Menstrual cramps, alas, are an inevitable part of being a woman. Few things in life are as predictable or as unwelcome. But constant monthly pain may be a warning sign that something isn't right. You may need to investigate other sources of pelvic pain.

Endometriosis is one of the most common causes of lower pelvic pain, believed to affect 5 million women, or one of every seven of child-bearing age. When the lining of the uterus, normally shed during the menstrual cycle, grows outside the womb, it sometimes attachs to the bladder, bowel, or kidneys. The misplaced tissue can cause inflammation and pain.

Symptoms: Endometriosis is sometimes silent, sometimes savage. The most common signs are progressively worsening menstrual cramps, pain during sex, lower backache, constipation, and painful bowel movements. Many women with endometriosis also report infertility.

Diagnosis: A careful medical history with a pelvic exam or laparoscopy can diagnose endometriosis. Laparoscopy is when a surgeon inserts a narrow tube with a lighted microscope into an incision near the bellybutton to see inside the pelvis and abdomen.

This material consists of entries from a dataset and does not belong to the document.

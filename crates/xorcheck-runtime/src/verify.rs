//! Host-side check of the device output.

use crate::error::{Result, RuntimeError};

/// Host reference for one element: non-zero bytes are true.
pub fn xor_reference(a: u8, b: u8) -> bool {
    (a != 0) ^ (b != 0)
}

/// Checks `c[i] == a[i] XOR b[i]` for every `i`, stopping at the first mismatch.
///
/// # Errors
/// [`RuntimeError::ResultMismatch`] with the first failing index, or
/// [`RuntimeError::InvalidConfig`] if the slices differ in length.
pub fn verify_xor(a: &[u8], b: &[u8], c: &[u8]) -> Result<()> {
    if a.len() != b.len() || a.len() != c.len() {
        return Err(RuntimeError::InvalidConfig(format!(
            "cannot verify slices of lengths {}, {} and {}",
            a.len(),
            b.len(),
            c.len()
        )));
    }

    match a
        .iter()
        .zip(b)
        .zip(c)
        .position(|((&a, &b), &c)| (c != 0) != xor_reference(a, b))
    {
        Some(index) => Err(RuntimeError::ResultMismatch {
            index,
            expected: xor_reference(a[index], b[index]),
            actual: c[index],
        }),
        None => Ok(()),
    }
}
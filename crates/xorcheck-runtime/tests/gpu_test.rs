//! Runs on a real adapter through wgpu. Skipped when none is available.

#![cfg(feature = "wgpu")]

mod common;

use common::{LogCapture, seeded_inputs};
use xorcheck_runtime::driver::wgpu_backend::WgpuDriver;
use xorcheck_runtime::error::codes;
use xorcheck_runtime::{RunConfig, RuntimeError, run_with_log_sink};

const XOR_WGSL: &str = include_str!("../../xorcheck-cli/kernels/xor.wgsl");

fn init_tracing() {
    let _ = tracing_subscriber::fmt()
        .with_max_level(tracing::Level::DEBUG)
        .with_target(false)
        .with_timer(tracing_subscriber::fmt::time::uptime())
        .try_init();
}

fn config(n: usize) -> RunConfig {
    RunConfig {
        problem_size: n,
        dispatch_iterations: 2,
        readback_iterations: 2,
        ..RunConfig::default()
    }
}

#[test]
fn test_gpu_xor_end_to_end() {
    init_tracing();
    let driver = WgpuDriver::new();
    let (a, b) = seeded_inputs(100_003, 17);
    let mut capture = LogCapture::default();

    let outcome = run_with_log_sink(&driver, &config(a.len()), XOR_WGSL, &a, &b, &mut capture.sink());
    let report = match outcome {
        Ok(report) => report,
        Err(RuntimeError::NoDeviceFound) => {
            eprintln!("Skipping test: no adapter available");
            return;
        }
        Err(e @ RuntimeError::ContextCreation(_)) => {
            eprintln!("Skipping test: failed to create device: {e}");
            return;
        }
        Err(e) => panic!("GPU run failed: {e}"),
    };

    println!("GPU: {} ({})", report.device_name, report.device_class);
    assert_eq!(report.backend, "wgpu");
    assert_eq!(report.output.len(), a.len());
    assert_eq!(report.plan.global_size, 100_096);
}

#[test]
fn test_gpu_invalid_wgsl_reports_log() {
    init_tracing();
    let driver = WgpuDriver::new();
    let (a, b) = seeded_inputs(16, 3);
    let mut capture = LogCapture::default();
    let broken = "@compute @workgroup_size(128) fn xor() { let x: u32 = ; }";

    let outcome = run_with_log_sink(&driver, &config(16), broken, &a, &b, &mut capture.sink());
    match outcome {
        Err(RuntimeError::ProgramBuild { status, log }) => {
            assert_eq!(status.code, codes::BUILD_PROGRAM_FAILURE);
            assert!(!log.is_empty());
            assert_eq!(capture.logs, vec![log]);
        }
        Err(RuntimeError::NoDeviceFound) | Err(RuntimeError::ContextCreation(_)) => {
            eprintln!("Skipping test: no usable adapter");
        }
        other => panic!("expected a build failure, got {:?}", other.map(|r| r.device_name)),
    }
}

#[test]
fn test_gpu_local_size_must_match_workgroup_size() {
    init_tracing();
    let driver = WgpuDriver::new();
    let (a, b) = seeded_inputs(256, 3);
    let mut capture = LogCapture::default();
    let config = RunConfig {
        local_size: 64,
        ..config(256)
    };

    let outcome = run_with_log_sink(&driver, &config, XOR_WGSL, &a, &b, &mut capture.sink());
    match outcome {
        Err(e @ RuntimeError::AcceleratorCall(_)) => {
            assert_eq!(e.status_code(), Some(codes::INVALID_WORK_GROUP_SIZE));
        }
        Err(RuntimeError::NoDeviceFound) | Err(RuntimeError::ContextCreation(_)) => {
            eprintln!("Skipping test: no usable adapter");
        }
        other => panic!("expected a dispatch failure, got {:?}", other.map(|r| r.device_name)),
    }
}
//! Host-side input generation.

use rand::rngs::StdRng;
use rand::{Rng, SeedableRng};

/// Two boolean arrays of `n` elements, one byte each, `0` or `1`.
///
/// `seed` makes the arrays reproducible; `None` draws from system entropy.
pub fn generate_inputs(n: usize, seed: Option<u64>) -> (Vec<u8>, Vec<u8>) {
    let mut rng = match seed {
        Some(seed) => StdRng::seed_from_u64(seed),
        None => StdRng::from_seed(rand::random()),
    };

    let mut a = vec![0u8; n];
    let mut b = vec![0u8; n];
    rng.fill(&mut a[..]);
    rng.fill(&mut b[..]);
    for byte in a.iter_mut().chain(b.iter_mut()) {
        *byte &= 1;
    }
    (a, b)
}

#[cfg(test)]
mod tests {
    use super::*;

    #[test]
    fn test_inputs_are_boolean() {
        let (a, b) = generate_inputs(4096, Some(7));
        assert_eq!(a.len(), 4096);
        assert_eq!(b.len(), 4096);
        assert!(a.iter().chain(&b).all(|&x| x <= 1));
        // Both values should show up in 4096 draws
        assert!(a.contains(&0) && a.contains(&1));
    }

    #[test]
    fn test_same_seed_same_inputs() {
        assert_eq!(generate_inputs(1000, Some(42)), generate_inputs(1000, Some(42)));
        assert_ne!(generate_inputs(1000, Some(1)).0, generate_inputs(1000, Some(2)).0);
    }

    #[test]
    fn test_empty() {
        let (a, b) = generate_inputs(0, None);
        assert!(a.is_empty() && b.is_empty());
    }
}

Treatment: Doctors first try to control endometriosis with birth-control pills or drugs called GnRH analogs. These agents block the production of female hormones, disrupting the menstrual cycle. Danazol, a steroid that suppresses ovulation, also may be used, but its side effects--including weight gain and facial hair--may be permanent.

Endometrial growths can be removed with a laser during laparoscopic surgery. In severe cases, a hysterectomy is performed. If ovaries also are removed, patients are six times less likely to have pain return.